Dice on grey background

I’ve always thought prompted posts performed better than non-prompted posts, long posts better than shorter posts, and posts about writing better than personal posts.

Yesterday, a short prompted post about what personality traits I disliked — with no title — performed better than any post I’ve had in the past couple weeks. This is expected because the prompted posts appear to get more circulation. Yet I’ve had other prompted posts only get as many likes as one I’ve written without a prompt.

My best performing post of all time had to do with my wedding anniversary. Other posts (even about birthdays) have gotten little attention.

There seems to be a randomness to what plays well and what does not, which means I’m learning nothing about how to improve my traffic.

NaNoWriMo and Generative AI

The controversy in the writing world currently is that the NaNoWriMo organization has issued a statement not only supporting use of generative AI in its events, but dismissing opposing viewpoints as ‘ableist’ and ‘classist’.

To understand the impact of this, let me start with NaNoWriMo. This organization sponsors a world-wide writing festival every November which encourages people to write a 50,000 word novel in one month. Admittedly, 50k is somewhat short for today’s expectations of a novel, but it’s 50k more than most people feel they can write. In 2020, 383,064 people participated in NaNoWriMo, the latest statistic available (Wikiwrimo, 2024). For full disclosure, I have participated in NaNoWriMo for several years.

The issue with generative AI is more complicated. Not all AI is generative AI; that is, not all AI is used to generate or create content. The fear of writers is that generative AI creates content, and it creates it from the materials it’s been trained on, which are existing works. This goes beyond analyzing patterns in grammar use and spelling (which I would argue are acceptable) into creative aspects. In other words, training generative AI is mass plagiarism of ideas without crediting sources. An entity like NaNoWriMo supporting mass plagiarism of ideas seems antithetical to its principles.

In addition, artists and writers fear being replaced by the much cheaper generative AI. The quality of generative AI is not as good as the actual creations of human beings; but if generative AI takes over in commercial outlets, the public will become inured to lower quality. The loss of revenue to real live writers will become the loss of creativity to the wider world.

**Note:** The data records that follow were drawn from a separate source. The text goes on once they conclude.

//! Sylva HTML Parser
//!
//! HTML5 parsing built on html5ever, producing a read-only parse arena.
//! Markup never fails to parse; only input that cannot be handed to the
//! parser at all (invalid UTF-8, more than 4 GiB) is rejected.
//!
//! ```
//! let output = sylva_html::parse("<!DOCTYPE html><p class=lead>Hello</p>").unwrap();
//!
//! let body = output.root().children().unwrap().get(1).unwrap();
//! let p = body.children().unwrap().get(0).unwrap();
//! assert_eq!(p.tag_name().unwrap(), "p");
//! assert_eq!(p.attributes().unwrap().get("class"), Some("lead"));
//! assert_eq!(p.offset(), 15);
//! assert_eq!(p.as_element().unwrap().text(), Some("Hello"));
//! ```

mod context;
mod locator;
mod options;
mod output;
mod parser;
mod sink;

pub use context::{FragmentContext, canonical_tag};
pub use options::ParseOptions;
pub use output::{ParseIssue, ParseOutput};
pub use parser::HtmlParser;

pub use sylva_dom::{
    ATTR_NAMESPACE_URLS, ATTR_NAMESPACE_VALUES, Arena, AttrNamespace, Attribute, Attributes, ChildIter, Children,
    Descendants, Doctype, Document, DomError, Element, NODE_TYPES, Namespace, Node, NodeId, NodeType, QuirksMode,
    TAG_NAMESPACES, TextKind, TextNode,
};

/// Parse error
///
/// Only raised when the parser cannot be invoked; malformed markup is
/// always recovered.
#[derive(Debug, Clone, PartialEq, Eq, thiserror::Error)]
pub enum ParseError {
    #[error("input is not valid UTF-8 (valid up to byte {valid_up_to})")]
    InvalidUtf8 { valid_up_to: usize },

    #[error("input of {len} bytes is too large")]
    InputTooLarge { len: usize },

    #[error("unknown context tag: {0}")]
    UnknownContextTag(String),

    #[error("unknown namespace: {0}")]
    UnknownNamespace(String),
}

/// Parse an HTML document with default options
pub fn parse(html: impl AsRef<[u8]>) -> Result<ParseOutput, ParseError> {
    HtmlParser::new().parse(html)
}

/// Parse an HTML document
pub fn parse_with_options(html: impl AsRef<[u8]>, options: ParseOptions) -> Result<ParseOutput, ParseError> {
    HtmlParser::with_options(options).parse(html)
}

/// Parse a fragment as the content of `context_tag` in `context_namespace`
/// (`"html"`, `"svg"`, `"mathml"` or their URIs)
pub fn parse_fragment(
    html: impl AsRef<[u8]>,
    context_tag: &str,
    context_namespace: &str,
) -> Result<ParseOutput, ParseError> {
    let context = FragmentContext::new(context_tag, context_namespace)?;
    HtmlParser::new().parse_fragment(html, context)
}

/// Parse a fragment as the content of a `<div>`
pub fn parse_fragment_default(html: impl AsRef<[u8]>) -> Result<ParseOutput, ParseError> {
    HtmlParser::new().parse_fragment(html, FragmentContext::default())
}

/// Parse a fragment with custom options
pub fn parse_fragment_with_options(
    html: impl AsRef<[u8]>,
    context: FragmentContext,
    options: ParseOptions,
) -> Result<ParseOutput, ParseError> {
    HtmlParser::with_options(options).parse_fragment(html, context)
}
//! Example: Dump the parse tree of a file with source offsets
//!
//! ```text
//! cargo run -p sylva-html --example dump_tree -- page.html
//! RUST_LOG=sylva_html=debug cargo run -p sylva-html --example dump_tree -- '<p>inline markup'
//! ```

use anyhow::Context;
use sylva_html::{Node, ParseOptions, parse_with_options};
use tracing_subscriber::EnvFilter;

fn dump(node: Node<'_>, depth: usize) {
    println!("{:>6}  {}{}", node.offset(), "  ".repeat(depth), node);
    if let Ok(children) = node.children() {
        for child in children {
            dump(child, depth + 1);
        }
    }
}

fn main() -> anyhow::Result<()> {
    // Initialize logging
    tracing_subscriber::fmt()
        .with_env_filter(EnvFilter::from_default_env())
        .init();

    let input = std::env::args()
        .nth(1)
        .context("usage: dump_tree <file or markup>")?;
    let html = match std::fs::read(&input) {
        Ok(bytes) => bytes,
        Err(_) => input.into_bytes(),
    };

    let options = ParseOptions {
        replace_invalid_utf8: true,
        ..ParseOptions::default()
    };
    let output = parse_with_options(&html, options)?;

    dump(output.document(), 0);
    for issue in output.errors() {
        tracing::warn!("{}", issue);
    }
    Ok(())
}
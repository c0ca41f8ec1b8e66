//! Element attributes
//!
//! Read-only access to one element's attribute list. Names are compared
//! exactly; the parser has already lower-cased HTML attribute names and
//! case-corrected foreign ones.

use std::collections::HashMap;
use std::fmt;

use crate::arena::{Arena, RawAttribute};
use crate::error::{DomError, Result};
use crate::interner::InternedString;
use crate::namespace::AttrNamespace;

/// Single attribute
#[derive(Debug, Clone, Copy, PartialEq, Eq)]
#[cfg_attr(feature = "serde", derive(serde::Serialize))]
pub struct Attribute<'a> {
    /// Qualified name (`xlink:href` for prefixed foreign attributes)
    pub name: &'a str,
    pub value: &'a str,
    pub namespace: AttrNamespace,
}

impl<'a> From<Attribute<'a>> for (&'a str, &'a str) {
    fn from(attr: Attribute<'a>) -> Self {
        (attr.name, attr.value)
    }
}

/// Attribute collection of one element
#[derive(Clone, Copy)]
pub struct Attributes<'a> {
    arena: &'a Arena,
    attrs: &'a [RawAttribute],
}

impl<'a> Attributes<'a> {
    pub(crate) fn new(arena: &'a Arena, attrs: &'a [RawAttribute]) -> Self {
        Self { arena, attrs }
    }

    fn find(&self, name: &str) -> Option<&'a RawAttribute> {
        // A name the interner never saw cannot be on any element.
        let id: InternedString = self.arena.interner.lookup(name)?;
        self.attrs.iter().find(|a| a.name == id)
    }

    fn view(&self, raw: &'a RawAttribute) -> Attribute<'a> {
        Attribute {
            name: self.arena.interner.resolve(raw.name),
            value: &raw.value,
            namespace: raw.namespace,
        }
    }

    /// Get attribute value
    pub fn get(&self, name: &str) -> Option<&'a str> {
        self.find(name).map(|a| a.value.as_str())
    }

    /// Get attribute value, failing when it is absent
    pub fn get_required(&self, name: &str) -> Result<&'a str> {
        self.get(name).ok_or_else(|| DomError::AttributeNotFound { name: name.to_string() })
    }

    /// Namespace of an attribute
    pub fn get_namespace(&self, name: &str) -> Result<AttrNamespace> {
        self.find(name)
            .map(|a| a.namespace)
            .ok_or_else(|| DomError::AttributeNotFound { name: name.to_string() })
    }

    pub fn attribute(&self, name: &str) -> Option<Attribute<'a>> {
        self.find(name).map(|a| self.view(a))
    }

    /// Check if an attribute exists
    pub fn contains(&self, name: &str) -> bool {
        self.find(name).is_some()
    }

    /// Owned name → value snapshot
    pub fn as_map(&self) -> HashMap<String, String> {
        self.iter()
            .map(|a| (a.name.to_string(), a.value.to_string()))
            .collect()
    }

    #[inline]
    pub fn len(&self) -> usize {
        self.attrs.len()
    }

    #[inline]
    pub fn is_empty(&self) -> bool {
        self.attrs.is_empty()
    }

    /// Attribute by source position
    pub fn get_index(&self, index: usize) -> Result<Attribute<'a>> {
        self.attrs
            .get(index)
            .map(|a| self.view(a))
            .ok_or(DomError::IndexOutOfRange {
                index,
                len: self.attrs.len(),
            })
    }

    /// Attributes in source order
    pub fn iter(&self) -> impl DoubleEndedIterator<Item = Attribute<'a>> + ExactSizeIterator + use<'a> {
        let this = *self;
        self.attrs.iter().map(move |a| this.view(a))
    }
}

impl fmt::Debug for Attributes<'_> {
    fn fmt(&self, f: &mut fmt::Formatter<'_>) -> fmt::Result {
        f.debug_map()
            .entries(self.iter().map(|a| (a.name, a.value)))
            .finish()
    }
}
//! Link lifecycle service.

use std::sync::Arc;
use tracing::Span;

use crate::application::ServiceError;
use crate::domain::entities::{Count, Link, NewLink};
use crate::domain::repositories::{LinkRepository, StorageError};

/// Service for creating, reading, counting and deleting links.
///
/// Applies no business rules beyond the repository: it turns "no such row"
/// into [`ServiceError::LinkNotFound`] and any storage fault into
/// [`ServiceError::ServerError`]. Faults are not retried.
pub struct LinkService<R: LinkRepository + ?Sized = dyn LinkRepository> {
    link_repository: Arc<R>,
    span: Span,
}

impl<R: LinkRepository + ?Sized> LinkService<R> {
    /// Creates a new link service.
    pub fn new(link_repository: Arc<R>) -> Self {
        Self {
            link_repository,
            span: tracing::info_span!("link_service"),
        }
    }

    /// Retrieves a link by its identifier.
    ///
    /// # Errors
    ///
    /// Returns [`ServiceError::LinkNotFound`] if no link has this ID.
    /// Returns [`ServiceError::ServerError`] on storage faults.
    pub async fn get(&self, link_id: i64) -> Result<Link, ServiceError> {
        match self.link_repository.get_by_id(link_id).await {
            Ok(Some(link)) => Ok(link),
            Ok(None) => Err(self.not_found(link_id)),
            Err(e) => Err(self.server_error("get", e)),
        }
    }

    /// Resolves a link identifier to its target URL.
    ///
    /// # Errors
    ///
    /// Same as [`Self::get`].
    pub async fn get_url(&self, link_id: i64) -> Result<String, ServiceError> {
        self.get(link_id).await.map(|link| link.url)
    }

    /// Stores a new link and returns it with its assigned ID and timestamp.
    ///
    /// # Errors
    ///
    /// Returns [`ServiceError::ServerError`] on storage faults.
    pub async fn add(&self, new_link: NewLink) -> Result<Link, ServiceError> {
        let link = self
            .link_repository
            .save(new_link)
            .await
            .map_err(|e| self.server_error("add", e))?;

        tracing::info!(parent: &self.span, link_id = link.link_id, "Link created");
        Ok(link)
    }

    /// Counts stored links.
    ///
    /// # Errors
    ///
    /// Returns [`ServiceError::ServerError`] on storage faults.
    pub async fn count(&self) -> Result<Count, ServiceError> {
        self.link_repository
            .size()
            .await
            .map(Count::new)
            .map_err(|e| self.server_error("count", e))
    }

    /// Deletes a link.
    ///
    /// # Errors
    ///
    /// Returns [`ServiceError::LinkNotFound`] if no link has this ID, including
    /// one that was already deleted.
    /// Returns [`ServiceError::ServerError`] on storage faults.
    pub async fn delete(&self, link_id: i64) -> Result<(), ServiceError> {
        match self.link_repository.delete_by_id(link_id).await {
            Ok(true) => {
                tracing::info!(parent: &self.span, link_id, "Link deleted");
                Ok(())
            }
            Ok(false) => Err(self.not_found(link_id)),
            Err(e) => Err(self.server_error("delete", e)),
        }
    }

    fn not_found(&self, link_id: i64) -> ServiceError {
        tracing::debug!(parent: &self.span, link_id, "Link not found");
        ServiceError::LinkNotFound(link_id)
    }

    fn server_error(&self, operation: &'static str, error: StorageError) -> ServiceError {
        tracing::error!(parent: &self.span, operation, error = %error, "Storage fault");
        ServiceError::ServerError(error)
    }
}
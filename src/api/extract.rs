//! Extractors that validate request input.
//!
//! Validation failures reject the request with [`AppError::Validation`] before
//! the handler, and therefore the service layer, is reached.

use axum::{
    Json,
    extract::{FromRequest, FromRequestParts, Path, Request, rejection::JsonRejection},
    http::{StatusCode, request::Parts},
};

use crate::api::dto::link::NewLinkRequest;
use crate::api::validation::{LINK_ID_FIELD, validate_link_id, validate_new_link};
use crate::domain::entities::NewLink;
use crate::error::{AppError, Violation};

const BODY_FIELD: &str = "body";

/// A positive link identifier taken from the `{link_id}` path segment.
#[derive(Debug, Clone, Copy, PartialEq, Eq)]
pub struct LinkId(pub i64);

impl<S> FromRequestParts<S> for LinkId
where
    S: Send + Sync,
{
    type Rejection = AppError;

    async fn from_request_parts(parts: &mut Parts, state: &S) -> Result<Self, Self::Rejection> {
        let Path(raw) = Path::<String>::from_request_parts(parts, state)
            .await
            .map_err(|e| {
                AppError::validation(vec![Violation::new(LINK_ID_FIELD, e.body_text())])
            })?;

        validate_link_id(&raw)
            .map(LinkId)
            .map_err(|v| AppError::validation(vec![v]))
    }
}

/// A create-link request body that passed validation.
#[derive(Debug, Clone)]
pub struct ValidNewLink(pub NewLink);

impl<S> FromRequest<S> for ValidNewLink
where
    S: Send + Sync,
{
    type Rejection = AppError;

    async fn from_request(req: Request, state: &S) -> Result<Self, Self::Rejection> {
        let Json(payload) = Json::<NewLinkRequest>::from_request(req, state)
            .await
            .map_err(json_rejection)?;

        validate_new_link(&payload)
            .map(ValidNewLink)
            .map_err(AppError::validation)
    }
}

fn json_rejection(rejection: JsonRejection) -> AppError {
    tracing::debug!(error = %rejection.body_text(), "Rejected create-link body");

    let (status, message) = match rejection {
        JsonRejection::MissingJsonContentType(_) => (
            StatusCode::UNSUPPORTED_MEDIA_TYPE,
            "must be sent as application/json",
        ),
        JsonRejection::JsonSyntaxError(_) => (StatusCode::BAD_REQUEST, "must be valid JSON"),
        JsonRejection::JsonDataError(_) => (
            StatusCode::BAD_REQUEST,
            "must be a JSON object with a string url",
        ),
        _ => (StatusCode::BAD_REQUEST, "could not be read"),
    };

    AppError::validation_with_status(status, vec![Violation::new(BODY_FIELD, message)])
}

To address NaNoWriMo’s charge that opposing their approval of generative AI is classist and ableist, it is classist and ableist to assume that people with disabilities or of underrepresented social classes would need to use generative AI to compete in the marketplace of ideas. I suspect that the issue here is a lack of distinction between AI used to proofread and suggest grammar (such as in ProWritingAid, one of their sponsors) and the AI that creates entire segments or whole stories. I see a big difference between supporting a tool for improving form and a system for writing content. If this is NaNoWriMo’s dilemma, then they need to do some soul-searching and make a clear ethical statement as to where the line gets drawn between composition tools and content creation.

This is where I am in my ethical processing of the issue, that use of AI for translation, proofreading, or grammar correction is not at the same level as AI to generate ideas and content. The former is predicated on objective rules; the other on skimming subjective creative works. My struggle to define what is permissable is the struggle of the entire society in dealing with AI.